Stored records:
□ □ □ □ □

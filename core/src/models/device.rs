use serde::{Deserialize, Serialize};

/// Device family. Only affects how filter and binning indices are labelled.
#[derive(Debug, Clone, Copy, Serialize, Deserialize, PartialEq, Eq, Default)]
#[serde(rename_all = "snake_case")]
pub enum DeviceModel {
    #[default]
    Dwarf2,
    Dwarf3,
}

impl DeviceModel {
    pub fn from_id(id: u8) -> Option<Self> {
        match id {
            2 => Some(DeviceModel::Dwarf2),
            3 => Some(DeviceModel::Dwarf3),
            _ => None,
        }
    }

    pub fn id(self) -> u8 {
        match self {
            DeviceModel::Dwarf2 => 2,
            DeviceModel::Dwarf3 => 3,
        }
    }

    /// Human label for an IR/filter index.
    pub fn filter_label(self, index: &str) -> &'static str {
        match (self, index.trim()) {
            (DeviceModel::Dwarf2, "0") => "IR_CUT",
            (DeviceModel::Dwarf2, _) => "IR_PASS",
            (DeviceModel::Dwarf3, "0") => "VIS_FILTER",
            (DeviceModel::Dwarf3, "1") => "ASTRO_FILTER",
            (DeviceModel::Dwarf3, _) => "DUAL_BAND",
        }
    }

    pub fn binning_label(index: &str) -> &'static str {
        if index.trim() == "0" {
            "4k"
        } else {
            "2k"
        }
    }
}

impl std::fmt::Display for DeviceModel {
    fn fmt(&self, f: &mut std::fmt::Formatter<'_>) -> std::fmt::Result {
        write!(f, "Dwarf {}", self.id())
    }
}

/// Solar-system bodies the device can slew to by catalogue id.
#[derive(Debug, Clone, Copy, PartialEq, Eq)]
pub enum SolarTarget {
    Mercury,
    Venus,
    Mars,
    Jupiter,
    Saturn,
    Uranus,
    Neptune,
    Moon,
    Sun,
}

impl SolarTarget {
    pub fn from_name(name: &str) -> Option<Self> {
        let target = match name.trim().to_lowercase().as_str() {
            "mercury" => SolarTarget::Mercury,
            "venus" => SolarTarget::Venus,
            "mars" => SolarTarget::Mars,
            "jupiter" => SolarTarget::Jupiter,
            "saturn" => SolarTarget::Saturn,
            "uranus" => SolarTarget::Uranus,
            "neptune" => SolarTarget::Neptune,
            "moon" => SolarTarget::Moon,
            "sun" => SolarTarget::Sun,
            _ => return None,
        };
        Some(target)
    }

    /// Catalogue index used by the device.
    pub fn catalog_id(self) -> u8 {
        match self {
            SolarTarget::Mercury => 1,
            SolarTarget::Venus => 2,
            SolarTarget::Mars => 3,
            SolarTarget::Jupiter => 4,
            SolarTarget::Saturn => 5,
            SolarTarget::Uranus => 6,
            SolarTarget::Neptune => 7,
            SolarTarget::Moon => 8,
            SolarTarget::Sun => 9,
        }
    }

    pub fn name(self) -> &'static str {
        match self {
            SolarTarget::Mercury => "Mercury",
            SolarTarget::Venus => "Venus",
            SolarTarget::Mars => "Mars",
            SolarTarget::Jupiter => "Jupiter",
            SolarTarget::Saturn => "Saturn",
            SolarTarget::Uranus => "Uranus",
            SolarTarget::Neptune => "Neptune",
            SolarTarget::Moon => "Moon",
            SolarTarget::Sun => "Sun",
        }
    }
}

/// Camera parameters as reported back by the device after setup. These may
/// differ from what the job asked for.
#[derive(Debug, Clone, Serialize, Deserialize, PartialEq, Default)]
pub struct CameraSettings {
    #[serde(default, skip_serializing_if = "Option::is_none")]
    pub exposure: Option<String>,
    #[serde(default, skip_serializing_if = "Option::is_none")]
    pub gain: Option<String>,
    #[serde(default, skip_serializing_if = "Option::is_none")]
    pub ir_filter: Option<String>,
    #[serde(default, skip_serializing_if = "Option::is_none")]
    pub binning: Option<String>,
    #[serde(default, skip_serializing_if = "Option::is_none")]
    pub format: Option<String>,
    #[serde(default, skip_serializing_if = "Option::is_none")]
    pub count: Option<u32>,
}

/// Device-reported settings recorded into the job after execution.
#[derive(Debug, Clone, Serialize, Deserialize, PartialEq, Default)]
pub struct DeviceSettings {
    #[serde(default, skip_serializing_if = "Option::is_none")]
    pub camera: Option<CameraSettings>,
    #[serde(default, skip_serializing_if = "Option::is_none")]
    pub wide_camera: Option<CameraSettings>,
}
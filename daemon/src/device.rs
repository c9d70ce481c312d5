use astro_core::models::{CameraSettings, DeviceModel, SolarTarget};
use thiserror::Error;

/// What a device call reported back.
///
/// Most calls answer with a flag. Some answer with a zero-based index, so
/// `Index(0)` is a legitimate success and must not be read as `false`.
#[derive(Debug, Clone, Copy, PartialEq, Eq)]
pub enum Outcome {
	Flag(bool),
	Index(i64),
}

impl Outcome {
	pub fn succeeded(self) -> bool {
		match self {
			Outcome::Flag(ok) => ok,
			Outcome::Index(_) => true,
		}
	}
}

impl From<bool> for Outcome {
	fn from(ok: bool) -> Self {
		Outcome::Flag(ok)
	}
}

#[derive(Debug, Clone, Error, PartialEq)]
pub enum DeviceError {
	#[error("connection lost: {0}")]
	ConnectionLost(String),

	#[error("timed out: {0}")]
	Timeout(String),

	#[error("protocol error: {0}")]
	Protocol(String),
}

impl DeviceError {
	pub fn is_connection_loss(&self) -> bool {
		matches!(self, DeviceError::ConnectionLost(_))
	}
}

pub type DeviceResult = Result<Outcome, DeviceError>;

#[derive(Debug, Clone, Copy, PartialEq, Eq)]
pub enum Camera {
	Tele,
	Wide,
}

/// Camera parameters the session can push to the device.
#[derive(Debug, Clone, Copy, PartialEq, Eq)]
pub enum CameraSetting {
	Exposure,
	Gain,
	IrFilter,
	Binning,
	Count,
	WideExposure,
	WideGain,
}

impl CameraSetting {
	/// Field name understood by the device client.
	pub fn field_name(self) -> &'static str {
		match self {
			CameraSetting::Exposure => "exposure",
			CameraSetting::Gain => "gain",
			CameraSetting::IrFilter => "IR",
			CameraSetting::Binning => "binning",
			CameraSetting::Count => "count",
			CameraSetting::WideExposure => "wide_exposure",
			CameraSetting::WideGain => "wide_gain",
		}
	}
}

/// Blocking operations the session runner drives. Each call either succeeds,
/// reports failure through its [`Outcome`], or fails at the transport level.
///
/// Implementations speak the device protocol; nothing in this crate does.
pub trait DeviceSessionClient: Send + Sync {
	fn model(&self) -> DeviceModel;

	/// Identity recorded into finished jobs.
	fn describe(&self) -> String {
		self.model().to_string()
	}

	fn sync_time(&self) -> DeviceResult;
	fn set_timezone(&self) -> DeviceResult;
	fn go_live(&self) -> DeviceResult;
	fn autofocus(&self, infinite: bool) -> DeviceResult;
	fn polar_align(&self) -> DeviceResult;
	fn calibrate(&self) -> DeviceResult;
	fn stop_goto(&self) -> DeviceResult;
	fn goto_catalog(&self, target: SolarTarget) -> DeviceResult;
	fn goto_coordinates(&self, ra: f64, dec: f64, name: &str) -> DeviceResult;
	fn update_camera_setting(&self, setting: CameraSetting, value: &str) -> DeviceResult;
	fn start_capture(&self, camera: Camera) -> DeviceResult;
	fn wait_capture(&self, camera: Camera) -> DeviceResult;
	fn read_camera_settings(&self, camera: Camera) -> Result<Option<CameraSettings>, DeviceError>;
	fn disconnect(&self) -> DeviceResult;
	fn set_host_lock(&self, locked: bool) -> DeviceResult;
	fn motor_action(&self, action: u8) -> DeviceResult;

	/// Sexagesimal right ascension (`"5h35m17s"`, `"5:35:17"`) to decimal.
	fn parse_ra(&self, text: &str) -> Option<f64>;
	/// Sexagesimal declination (`"-5°23'28\""`, `"-5:23:28"`) to decimal.
	fn parse_dec(&self, text: &str) -> Option<f64>;
}

/// How to reach the device before a run.
#[derive(Debug, Clone, PartialEq, Eq)]
pub enum ConnectionMode {
	/// Interactive pairing and credential provisioning first.
	Pair,
	Direct { ip: String },
}

/// Establishes the link itself (pairing or joining the device network).
pub trait DeviceConnector: Send + Sync {
	fn connect(&self, mode: &ConnectionMode) -> Result<(), DeviceError>;
}

#[cfg(test)]
mod tests {
	use super::*;

	#[test]
	fn index_results_count_as_success() {
		assert!(Outcome::Index(0).succeeded());
		assert!(Outcome::Index(3).succeeded());
		assert!(Outcome::Flag(true).succeeded());
		assert!(!Outcome::Flag(false).succeeded());
		assert_eq!(Outcome::from(false), Outcome::Flag(false));
	}

	#[test]
	fn connection_loss_classification() {
		assert!(DeviceError::ConnectionLost("ws closed".into()).is_connection_loss());
		assert!(!DeviceError::Timeout("wait".into()).is_connection_loss());
	}

	#[test]
	fn setting_field_names() {
		assert_eq!(CameraSetting::IrFilter.field_name(), "IR");
		assert_eq!(CameraSetting::WideGain.field_name(), "wide_gain");
	}
}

□ □ □ □ □

* What you are asked to do
Looking at the data above, return every line from the one with "fn disconnect(&self) -> DeviceResult;" down to the one with "assert!(!Outcome::Flag(false).succeeded());", exactly and inclusively.

* Solution to this problem
	fn disconnect(&self) -> DeviceResult;
	fn set_host_lock(&self, locked: bool) -> DeviceResult;
	fn motor_action(&self, action: u8) -> DeviceResult;

	/// Sexagesimal right ascension (`"5h35m17s"`, `"5:35:17"`) to decimal.
	fn parse_ra(&self, text: &str) -> Option<f64>;
	/// Sexagesimal declination (`"-5°23'28\""`, `"-5:23:28"`) to decimal.
	fn parse_dec(&self, text: &str) -> Option<f64>;
}

/// How to reach the device before a run.
#[derive(Debug, Clone, PartialEq, Eq)]
pub enum ConnectionMode {
	/// Interactive pairing and credential provisioning first.
	Pair,
	Direct { ip: String },
}

/// Establishes the link itself (pairing or joining the device network).
pub trait DeviceConnector: Send + Sync {
	fn connect(&self, mode: &ConnectionMode) -> Result<(), DeviceError>;
}

#[cfg(test)]
mod tests {
	use super::*;

	#[test]
	fn index_results_count_as_success() {
		assert!(Outcome::Index(0).succeeded());
		assert!(Outcome::Index(3).succeeded());
		assert!(Outcome::Flag(true).succeeded());
		assert!(!Outcome::Flag(false).succeeded());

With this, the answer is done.